### Data shown ###
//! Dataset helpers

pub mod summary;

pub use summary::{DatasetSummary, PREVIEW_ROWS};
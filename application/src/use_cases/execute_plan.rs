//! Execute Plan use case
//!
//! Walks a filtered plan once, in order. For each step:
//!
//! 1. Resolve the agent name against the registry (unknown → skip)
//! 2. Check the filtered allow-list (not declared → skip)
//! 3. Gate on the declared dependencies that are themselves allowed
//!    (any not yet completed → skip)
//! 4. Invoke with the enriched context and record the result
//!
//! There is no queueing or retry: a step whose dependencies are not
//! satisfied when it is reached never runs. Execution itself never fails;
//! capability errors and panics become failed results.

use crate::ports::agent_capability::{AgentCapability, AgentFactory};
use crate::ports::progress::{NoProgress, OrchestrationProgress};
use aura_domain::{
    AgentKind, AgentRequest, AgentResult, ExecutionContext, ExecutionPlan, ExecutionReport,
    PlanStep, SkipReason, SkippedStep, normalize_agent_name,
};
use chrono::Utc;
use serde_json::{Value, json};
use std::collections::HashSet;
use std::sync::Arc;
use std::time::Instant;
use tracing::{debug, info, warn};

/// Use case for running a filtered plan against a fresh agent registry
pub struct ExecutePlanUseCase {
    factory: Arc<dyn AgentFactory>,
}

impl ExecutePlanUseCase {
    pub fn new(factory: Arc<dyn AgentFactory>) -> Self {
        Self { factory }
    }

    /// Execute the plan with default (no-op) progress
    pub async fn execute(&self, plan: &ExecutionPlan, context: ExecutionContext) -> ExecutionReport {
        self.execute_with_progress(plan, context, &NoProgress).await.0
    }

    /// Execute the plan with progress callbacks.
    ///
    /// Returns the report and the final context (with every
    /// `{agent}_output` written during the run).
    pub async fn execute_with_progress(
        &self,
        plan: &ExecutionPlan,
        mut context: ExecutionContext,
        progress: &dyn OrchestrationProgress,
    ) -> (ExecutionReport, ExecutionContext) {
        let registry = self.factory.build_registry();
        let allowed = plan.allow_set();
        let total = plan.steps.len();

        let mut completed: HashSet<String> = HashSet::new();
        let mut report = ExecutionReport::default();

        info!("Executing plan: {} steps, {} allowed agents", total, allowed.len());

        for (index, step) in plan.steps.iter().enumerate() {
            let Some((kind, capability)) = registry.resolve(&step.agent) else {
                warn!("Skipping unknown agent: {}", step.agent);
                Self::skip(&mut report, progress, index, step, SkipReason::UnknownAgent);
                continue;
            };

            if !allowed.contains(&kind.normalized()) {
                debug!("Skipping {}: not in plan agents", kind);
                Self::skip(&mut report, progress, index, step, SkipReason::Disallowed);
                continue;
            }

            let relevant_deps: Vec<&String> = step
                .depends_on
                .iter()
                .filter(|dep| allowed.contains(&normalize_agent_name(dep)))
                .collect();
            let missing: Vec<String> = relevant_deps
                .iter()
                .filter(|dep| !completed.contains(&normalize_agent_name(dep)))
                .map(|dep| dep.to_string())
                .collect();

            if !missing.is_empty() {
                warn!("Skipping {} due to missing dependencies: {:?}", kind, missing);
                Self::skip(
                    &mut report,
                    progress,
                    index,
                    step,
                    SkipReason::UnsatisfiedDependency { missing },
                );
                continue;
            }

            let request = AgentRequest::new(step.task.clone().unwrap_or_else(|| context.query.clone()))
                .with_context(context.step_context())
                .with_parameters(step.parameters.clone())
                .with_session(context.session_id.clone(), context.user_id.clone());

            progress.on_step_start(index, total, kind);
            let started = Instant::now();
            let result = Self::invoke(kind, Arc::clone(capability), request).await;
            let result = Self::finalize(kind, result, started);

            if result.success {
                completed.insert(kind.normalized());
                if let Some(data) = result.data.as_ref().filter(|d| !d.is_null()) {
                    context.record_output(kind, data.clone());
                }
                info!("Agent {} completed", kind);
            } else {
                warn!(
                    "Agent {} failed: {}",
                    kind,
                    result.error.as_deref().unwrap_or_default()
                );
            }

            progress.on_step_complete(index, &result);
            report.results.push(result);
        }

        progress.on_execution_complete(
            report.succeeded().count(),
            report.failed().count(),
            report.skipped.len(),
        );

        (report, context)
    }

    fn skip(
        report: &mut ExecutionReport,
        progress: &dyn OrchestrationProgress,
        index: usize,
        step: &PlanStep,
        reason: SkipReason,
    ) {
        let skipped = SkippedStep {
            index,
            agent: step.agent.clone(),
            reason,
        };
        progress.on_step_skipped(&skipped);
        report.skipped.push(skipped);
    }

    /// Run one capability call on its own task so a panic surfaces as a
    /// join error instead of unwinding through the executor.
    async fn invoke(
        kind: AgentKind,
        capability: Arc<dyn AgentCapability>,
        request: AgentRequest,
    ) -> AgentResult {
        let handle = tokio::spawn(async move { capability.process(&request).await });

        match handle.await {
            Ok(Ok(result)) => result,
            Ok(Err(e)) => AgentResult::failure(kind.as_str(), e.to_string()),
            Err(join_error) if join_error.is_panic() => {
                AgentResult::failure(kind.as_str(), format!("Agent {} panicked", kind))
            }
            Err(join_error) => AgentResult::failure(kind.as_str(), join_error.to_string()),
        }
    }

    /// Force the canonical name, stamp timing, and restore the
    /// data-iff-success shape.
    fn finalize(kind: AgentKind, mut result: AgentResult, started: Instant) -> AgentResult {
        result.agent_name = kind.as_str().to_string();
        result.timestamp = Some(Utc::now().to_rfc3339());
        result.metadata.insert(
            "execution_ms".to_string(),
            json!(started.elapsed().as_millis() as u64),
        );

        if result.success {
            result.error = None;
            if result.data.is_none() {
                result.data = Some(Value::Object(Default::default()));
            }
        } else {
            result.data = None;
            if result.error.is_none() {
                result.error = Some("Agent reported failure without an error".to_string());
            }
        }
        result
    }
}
###
● Exercise aim
Go through the data above and copy each line that holds the word "warn".

● Answer to the problem
use tracing::{debug, info, warn};
                warn!("Skipping unknown agent: {}", step.agent);
                warn!("Skipping {} due to missing dependencies: {:?}", kind, missing);
                warn!(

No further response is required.